From: Qinglang Miao <miaoqinglang@huawei.com>
Date: Fri, 20 Nov 2020 07:48:46 +0000 (+0800)
Subject: memstick: fix a double-free bug in memstick_check
X-Git-Tag: v4.4.249~79
X-Git-Url: http://git.ipfire.org/cgi-bin/gitweb.cgi?a=commitdiff_plain;h=d8258bb95e769cbf00719a93b535ff9e7d951d7c;p=thirdparty%2Fkernel%2Fstable.git

memstick: fix a double-free bug in memstick_check

[ Upstream commit e3e9ced5c93803d5b2ea1942c4bf0192622531d6 ]

kfree(host->card) has been called in put_device so that
another kfree would raise cause a double-free bug.
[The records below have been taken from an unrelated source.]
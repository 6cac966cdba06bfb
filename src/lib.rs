//! bifurc-rs: Bifurcation diagrams for one-parameter iterative maps
//!
//! Iterates maps `z ↦ f(z; α, β)` across a whole parameter sweep at once and
//! turns the trajectories into bifurcation diagrams, Lyapunov exponents,
//! complex-plane diagrams, occupation-density heat maps and cobweb plots.
//!
//! # Architecture
//!
//! bifurc-rs is built on two core principles:
//!
//! 1. **Separation of Maps and Engines**
//!    - Maps define formulas (what is iterated)
//!    - Engines define the iteration discipline (how it is iterated and what
//!      is collected)
//!
//! 2. **Capabilities as traits**
//!    - Every map evaluates (`IterativeMap`)
//!    - Lyapunov exponents need `DifferentiableMap`
//!    - Complex runs need `ComplexMap`
//!    - A missing capability is a compile error, not a runtime failure
//!
//! # Quick Start
//!
//! ```rust
//! use bifurc_rs::prelude::*;
//!
//! # fn main() -> Result<(), String> {
//! // 1. Map, fixed parameters and sweep
//! let scenario = Scenario::uniform(
//!     MapFamily::QuadraticNewton.build(),
//!     MapConfiguration::sweep_alpha(0.5),   // β = 0.5, α swept
//!     ParameterSweep::linspace(0.5, 2.0, 100)?,
//!     0.3,                                  // z0 for every entry
//! );
//!
//! // 2. Budget: 200 steps, first 50 discarded
//! let config = IterationConfiguration::trajectory(200, 50);
//!
//! // 3. Run, collecting the scatter
//! let mut scatter = ScatterSeries::new();
//! let result = BifurcationEngine::new().run_observed(&scenario, &config, &mut scatter)?;
//!
//! // 4. Access results
//! let lyapunov = result.lyapunov.expect("computed by default");
//! assert_eq!(lyapunov.len(), 100);
//! assert!(scatter.len() <= 150 * 100);
//! # Ok(())
//! # }
//! ```
//!
//! # Modules
//!
//! - [`maps`]: Map traits and parameters
//! - [`models`]: The concrete map families
//! - [`engine`]: Iteration engines and their results
//! - [`output`]: Figures and data files

pub mod engine;
pub mod maps;
pub mod models;
pub mod output;

pub mod prelude {
    //! Convenient imports for common usage
    //!
    //! ```rust
    //! use bifurc_rs::prelude::*;
    //! ```
    pub use crate::engine::{
        BifurcationEngine,
        BifurcationResult,
        BinEdges,
        CobwebTracer,
        CobwebWindow,
        ComplexEngine,
        ComplexScatter,
        DensityHistogram,
        DensityHistogramEngine,
        DensityPreset,
        Engine,
        IterationConfiguration,
        IterationSchedule,
        LyapunovExponent,
        NumericErrorGuard,
        ParameterSweep,
        Scenario,
        ScatterSeries,
    };
    pub use crate::maps::{
        AnalyticMap,
        ComplexMap,
        DifferentiableMap,
        IterativeMap,
        MapConfiguration,
        MapParameter,
        MapParameters,
    };
    pub use crate::models::MapFamily;
}
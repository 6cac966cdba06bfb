//! Engine implementations
//!
//! Concrete engines built on the [`Engine`](crate::engine::Engine) trait
//! and the shared stepping helpers of [`crate::engine`].
//!
//! # Available Engines
//!
//! - **[`BifurcationEngine`]**: real trajectories, optional Lyapunov exponents
//!   - Needs: [`DifferentiableMap`](crate::maps::DifferentiableMap) (or any
//!     [`IterativeMap`](crate::maps::IterativeMap) when scatter-only)
//!   - Schedule: `Trajectory`
//!
//! - **[`ComplexEngine`]**: complex trajectories seeded at `z0 + i`
//!   - Needs: [`ComplexMap`](crate::maps::ComplexMap)
//!   - Schedule: `Trajectory`
//!
//! - **[`DensityHistogramEngine`]**: chunked occupation density
//!   - Needs: [`IterativeMap`](crate::maps::IterativeMap)
//!   - Schedule: `Density`
//!
//! - **[`CobwebTracer`]**: one scalar trajectory as cobweb segments
//!   - Needs: [`IterativeMap`](crate::maps::IterativeMap)
//!   - Schedule: `Cobweb`
//!
//! # Design Philosophy
//!
//! Engines are stateless values: all working buffers (state vector, chunk
//! buffer, accumulation grid) are created by a run and dropped with it, so
//! one engine can serve any number of runs.

mod bifurcation;
mod cobweb;
mod complex;
mod density;

pub use bifurcation::{BifurcationEngine, BifurcationResult};
pub use cobweb::{CobwebMarker, CobwebSegment, CobwebStep, CobwebTrace, CobwebTracer, CobwebWindow, SegmentKind};
pub use complex::{ComplexEngine, ComplexResult};
pub use density::DensityHistogramEngine;

use crate::engine::{IterationConfiguration, IterationSchedule};

/// Validate `config` and extract a `Trajectory` budget
fn trajectory_budget(config: &IterationConfiguration, engine: &str) -> Result<(usize, usize), String> {
    config.validate()?;

    match &config.schedule {
        IterationSchedule::Trajectory { step_count, burn_in } => Ok((*step_count, *burn_in)),
        other => Err(format!(
            "{} only supports Trajectory configuration, got {}",
            engine,
            other.name()
        )),
    }
}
Fixes: 0193383a5833 ("memstick: core: fix device_register() error handling")
Reported-by: Hulk Robot <hulkci@huawei.com>
Signed-off-by: Qinglang Miao <miaoqinglang@huawei.com>
Link: https://lore.kernel.org/r/20201120074846.31322-1-miaoqinglang@huawei.com
Signed-off-by: Ulf Hansson <ulf.hansson@linaro.org>
Signed-off-by: Sasha Levin <sashal@kernel.org>
---

diff --git a/drivers/memstick/core/memstick.c b/drivers/memstick/core/memstick.c
index 1041eb7a61672..2cae85a7ca6de 100644
--- a/drivers/memstick/core/memstick.c
+++ b/drivers/memstick/core/memstick.c
@@ -469,7 +469,6 @@ static void memstick_check(struct work_struct *work)
 			host->card = card;
 			if (device_register(&card->dev)) {
 				put_device(&card->dev);
-				kfree(host->card);
 				host->card = NULL;
 			}
 		} else